(PROBLEM DESCRIPTION): The response should be an exact repetition of all the entries.

(DATASET EXCERPTS):
[Start of Attachment]

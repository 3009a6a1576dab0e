use tracing_subscriber::{fmt, EnvFilter};

use crate::{errors::Error, Result};

/// Initialize tracing for a bot process.
///
/// Default: info for everything, including our crates and `service_name`.
/// Can be overridden with `RUST_LOG`.
pub fn init(service_name: &str) -> Result<()> {
    let filter = EnvFilter::try_from_default_env()
        .unwrap_or_else(|_| EnvFilter::new(default_directives(service_name)));

    fmt()
        .with_env_filter(filter)
        .with_target(false)
        .with_ansi(true)
        .try_init()
        .map_err(|e| Error::Config(format!("logging already initialized: {e}")))
}

fn default_directives(service_name: &str) -> String {
    format!(
        "info,tbot=info,tbot_core=info,tbot_telegram=info,{}=info",
        service_name.replace('-', "_")
    )
}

[End of Attachment]

(RESULT BELOW):
repository 3009a6a1576dab0e
use tracing_subscriber::{fmt, EnvFilter};

use crate::{errors::Error, Result};

/// Initialize tracing for a bot process.
///
/// Default: info for everything, including our crates and `service_name`.
/// Can be overridden with `RUST_LOG`.
pub fn init(service_name: &str) -> Result<()> {
    let filter = EnvFilter::try_from_default_env()
        .unwrap_or_else(|_| EnvFilter::new(default_directives(service_name)));

    fmt()
        .with_env_filter(filter)
        .with_target(false)
        .with_ansi(true)
        .try_init()
        .map_err(|e| Error::Config(format!("logging already initialized: {e}")))
}

fn default_directives(service_name: &str) -> String {
    format!(
        "info,tbot=info,tbot_core=info,tbot_telegram=info,{}=info",
        service_name.replace('-', "_")
    )
}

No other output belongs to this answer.